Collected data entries
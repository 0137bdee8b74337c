//! Bounded-concurrency batch resolution.

use std::future::Future;

use futures_util::{stream, StreamExt};
use indexmap::IndexMap;
use serde_json::Value;

use crate::client::VaultClient;
use crate::config::{ResolveConfig, SecretRef, SecretRequestMap};
use crate::error::Result;

/// Flat logical name → resolved value mapping, in request order.
///
/// A value is the full normalized payload, a single scalar, or (for list
/// selections) an object restricted to the requested keys.
pub type ResolvedSecrets = IndexMap<String, Value>;

/// Resolve one batch end to end: validate the config, authenticate, read.
///
/// This is the single entry point a host integration calls once at startup.
/// Attaching the result under a flat or namespaced key is the host's
/// concern, not this crate's.
pub async fn resolve(config: ResolveConfig) -> Result<ResolvedSecrets> {
    config.validate()?;

    let ResolveConfig {
        secrets,
        concurrency,
        vault,
        ..
    } = config;

    let mut client = VaultClient::new(vault)?;
    client.ensure_token().await?;

    tracing::info!(secrets = secrets.len(), concurrency, "resolving secrets");
    let resolved = resolve_all(&client, secrets, concurrency).await?;
    tracing::info!(resolved = resolved.len(), "secret batch resolved");
    Ok(resolved)
}

/// Resolve every entry of `secrets` against an authenticated client, with at
/// most `concurrency` reads in flight at once.
///
/// All-or-nothing: the first failing read aborts the batch, dropping the
/// remaining in-flight reads, and becomes the sole error surfaced. Repeated
/// paths are read repeatedly; there is no de-duplication or caching.
pub async fn resolve_all(
    client: &VaultClient,
    secrets: SecretRequestMap,
    concurrency: usize,
) -> Result<ResolvedSecrets> {
    resolve_with(secrets, concurrency, |name, reference| async move {
        let value = client.read(&reference).await?;
        Ok((name, value))
    })
    .await
}

/// Concurrency gate shared by [`resolve_all`] and its tests: run `read` for
/// every entry through `buffer_unordered(concurrency)` and fail fast.
async fn resolve_with<F, Fut>(
    secrets: SecretRequestMap,
    concurrency: usize,
    read: F,
) -> Result<ResolvedSecrets>
where
    F: Fn(String, SecretRef) -> Fut,
    Fut: Future<Output = Result<(String, Value)>>,
{
    let names: Vec<String> = secrets.keys().cloned().collect();

    let mut reads = stream::iter(secrets)
        .map(|(name, reference)| read(name, reference))
        .buffer_unordered(concurrency.max(1));

    let mut resolved = ResolvedSecrets::with_capacity(names.len());
    while let Some(entry) = reads.next().await {
        let (name, value) = entry?;
        resolved.insert(name, value);
    }
    drop(reads);

    // Completion order is non-deterministic; hand back request order.
    Ok(names
        .into_iter()
        .filter_map(|name| resolved.swap_remove_entry(&name))
        .collect())
}
//! Token acquisition: pre-supplied tokens and credential-exchange logins.

use reqwest::Client;
use serde_json::Value;

use crate::config::{Authentication, ConnectionOptions};
use crate::error::{Error, Result};

/// Produce a usable access token for the given connection options.
///
/// A pre-supplied token is returned as-is with zero network calls. Otherwise
/// the configured authentication method is invoked: exactly one outbound
/// request, no retries. Missing both is a configuration error.
pub(crate) async fn ensure_token(client: &Client, options: &ConnectionOptions) -> Result<String> {
    if let Some(token) = &options.token {
        return Ok(token.clone());
    }

    let authentication = options.authentication.as_ref().ok_or_else(|| {
        Error::Configuration(
            "either a token or an authentication method is required".to_string(),
        )
    })?;

    tracing::debug!(method = authentication.method(), "logging in to vault");

    let base = options.api_base();
    match authentication {
        Authentication::Ldap { username, password } => {
            ldap_login(client, &base, username, password).await
        }
        Authentication::AppRole { role_id, secret_id } => {
            approle_login(client, &base, role_id, secret_id).await
        }
    }
}

async fn ldap_login(
    client: &Client,
    base: &str,
    username: &str,
    password: &str,
) -> Result<String> {
    let url = format!("{base}/auth/ldap/login/{username}");
    let body = serde_json::json!({ "password": password });
    let resp = client.post(&url).json(&body).send().await?;
    extract_client_token(resp, "ldap").await
}

async fn approle_login(
    client: &Client,
    base: &str,
    role_id: &str,
    secret_id: &str,
) -> Result<String> {
    let url = format!("{base}/auth/approle/login");
    let body = serde_json::json!({ "role_id": role_id, "secret_id": secret_id });
    let resp = client.post(&url).json(&body).send().await?;
    extract_client_token(resp, "approle").await
}

/// Pull `auth.client_token` out of a login response body.
///
/// The body is parsed regardless of HTTP status; a response without the
/// token field is an authentication failure.
async fn extract_client_token(resp: reqwest::Response, method: &str) -> Result<String> {
    let json: Value = resp.json().await?;
    json.pointer("/auth/client_token")
        .and_then(|v| v.as_str())
        .map(String::from)
        .ok_or_else(|| {
            Error::Authentication(format!("missing auth.client_token in {method} login response"))
        })
}
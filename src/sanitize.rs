//! Filename sanitization.
//!
//! Every user-supplied identifier that becomes a path component (journal
//! ids, upload filenames, delete targets) passes through [`sanitize_segment`]
//! before any filesystem operation.

/// Upper bound on the length of a sanitized path segment.
const MAX_SEGMENT_LEN: usize = 100;

/// Map an arbitrary string to a path-segment-safe string.
///
/// Characters outside `[A-Za-z0-9._-]` become `_`, runs of two or more dots
/// collapse to a single dot (defeating `..` traversal while keeping single
/// extensions intact), and the result is truncated to 100 characters.
///
/// Total and deterministic; the output always matches
/// `^[A-Za-z0-9._-]{0,100}$` and never contains `..`. Not guaranteed
/// idempotent in general, so treat the result as normalized rather than
/// canonical.
pub fn sanitize_segment(input: &str) -> String {
    let mut out = String::with_capacity(input.len().min(MAX_SEGMENT_LEN));
    let mut prev_dot = false;
    for c in input.chars() {
        let c = if c.is_ascii_alphanumeric() || matches!(c, '.' | '_' | '-') {
            c
        } else {
            '_'
        };
        if c == '.' {
            if prev_dot {
                continue;
            }
            prev_dot = true;
        } else {
            prev_dot = false;
        }
        out.push(c);
    }
    // All retained characters are ASCII, so this cannot split a char.
    out.truncate(MAX_SEGMENT_LEN);
    out
}

#[cfg(test)]
mod tests {
    use super::*;

    fn is_safe(s: &str) -> bool {
        s.len() <= MAX_SEGMENT_LEN
            && !s.contains("..")
            && s.chars()
                .all(|c| c.is_ascii_alphanumeric() || matches!(c, '.' | '_' | '-'))
    }

    #[test]
    fn plain_filenames_pass_through() {
        assert_eq!(sanitize_segment("IMG_0420.jpg"), "IMG_0420.jpg");
        assert_eq!(sanitize_segment("trip-1"), "trip-1");
    }

    #[test]
    fn traversal_is_defeated() {
        let out = sanitize_segment("../../etc/passwd");
        assert_eq!(out, "._._etc_passwd");
        assert!(is_safe(&out));
    }

    #[test]
    fn dot_runs_collapse() {
        assert_eq!(sanitize_segment("a....b"), "a.b");
        assert_eq!(sanitize_segment("...."), ".");
        assert_eq!(sanitize_segment("photo..jpg"), "photo.jpg");
    }

    #[test]
    fn illegal_characters_become_underscores() {
        assert_eq!(sanitize_segment("my photo (1).jpg"), "my_photo__1_.jpg");
        assert_eq!(sanitize_segment("été.png"), "_t_.png");
        assert_eq!(sanitize_segment("a/b\\c:d"), "a_b_c_d");
    }

    #[test]
    fn output_is_truncated() {
        let long = "x".repeat(300);
        assert_eq!(sanitize_segment(&long).len(), MAX_SEGMENT_LEN);
    }

    #[test]
    fn adversarial_inputs_are_always_safe() {
        let cases = [
            "",
            "..",
            "../",
            "..\\..\\windows",
            "%2e%2e%2f",
            "\0\0\0",
            "ファイル名.jpg",
            ".hidden",
            "a.b.c.d.e",
            "../..//....//etc",
        ];
        for case in cases {
            let out = sanitize_segment(case);
            assert!(is_safe(&out), "unsafe output {out:?} for input {case:?}");
        }
    }
}
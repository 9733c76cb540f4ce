//! Filesystem-backed content repositories.
//!
//! The filesystem is the datastore: directories plus JSON sidecar files,
//! one layout convention per collection. Route handlers talk only to the
//! store API so a future swap to a real datastore does not ripple through
//! them.

pub mod about;
pub mod journals;
pub mod moments;

pub use about::{AboutRecord, AboutStore, GearItem, SocialLinks};
pub use journals::{JournalDetail, JournalInfo, JournalPatch, JournalStore, JournalSummary};
pub use moments::MomentStore;

use std::fs;
use std::path::{Path, PathBuf};

use anyhow::Context;
use chrono::Utc;

use crate::sanitize::sanitize_segment;

/// Image file extensions served in listings, matched case-insensitively.
const IMAGE_EXTENSIONS: &[&str] = &["jpg", "jpeg", "png", "webp"];

/// All collections under one data directory.
pub struct ContentStore {
    pub moments: MomentStore,
    pub journals: JournalStore,
    pub about: AboutStore,
    images_dir: PathBuf,
    thumbnails_dir: PathBuf,
    journals_dir: PathBuf,
    assets_dir: PathBuf,
}

impl ContentStore {
    /// Open the store rooted at `data_dir`, creating the collection
    /// directories so listing reads never fail on a fresh tree.
    pub fn new(data_dir: &Path) -> anyhow::Result<Self> {
        let images_dir = data_dir.join("images");
        let thumbnails_dir = data_dir.join("thumbnails");
        let journals_dir = data_dir.join("content").join("journals");
        let assets_dir = data_dir.join("assets");
        let meta_dir = data_dir.join("data");

        for dir in [
            &images_dir,
            &thumbnails_dir,
            &journals_dir,
            &assets_dir,
            &meta_dir,
        ] {
            fs::create_dir_all(dir)
                .with_context(|| format!("creating content directory {}", dir.display()))?;
        }

        Ok(Self {
            moments: MomentStore::new(images_dir.clone(), thumbnails_dir.clone()),
            journals: JournalStore::new(journals_dir.clone()),
            about: AboutStore::new(meta_dir.join("about.json"), assets_dir.join("profile.jpg")),
            images_dir,
            thumbnails_dir,
            journals_dir,
            assets_dir,
        })
    }

    pub fn images_dir(&self) -> &Path {
        &self.images_dir
    }

    pub fn thumbnails_dir(&self) -> &Path {
        &self.thumbnails_dir
    }

    pub fn journals_dir(&self) -> &Path {
        &self.journals_dir
    }

    pub fn assets_dir(&self) -> &Path {
        &self.assets_dir
    }
}

/// On-disk name for an uploaded photo: upload epoch millis, a dash, and
/// the sanitized original name.
pub(crate) fn timestamped_name(original: &str) -> String {
    format!("{}-{}", Utc::now().timestamp_millis(), sanitize_segment(original))
}

pub(crate) fn is_hidden(name: &str) -> bool {
    name.starts_with('.')
}

pub(crate) fn is_image_name(name: &str) -> bool {
    name.rsplit_once('.')
        .map(|(_, ext)| IMAGE_EXTENSIONS.iter().any(|e| ext.eq_ignore_ascii_case(e)))
        .unwrap_or(false)
}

» **Problem statement**
The records are given above. Copy each line in them that holds "matches".

» **Exercise solution**
/// Total and deterministic; the output always matches
        let c = if c.is_ascii_alphanumeric() || matches!(c, '.' | '_' | '-') {
                .all(|c| c.is_ascii_alphanumeric() || matches!(c, '.' | '_' | '-'))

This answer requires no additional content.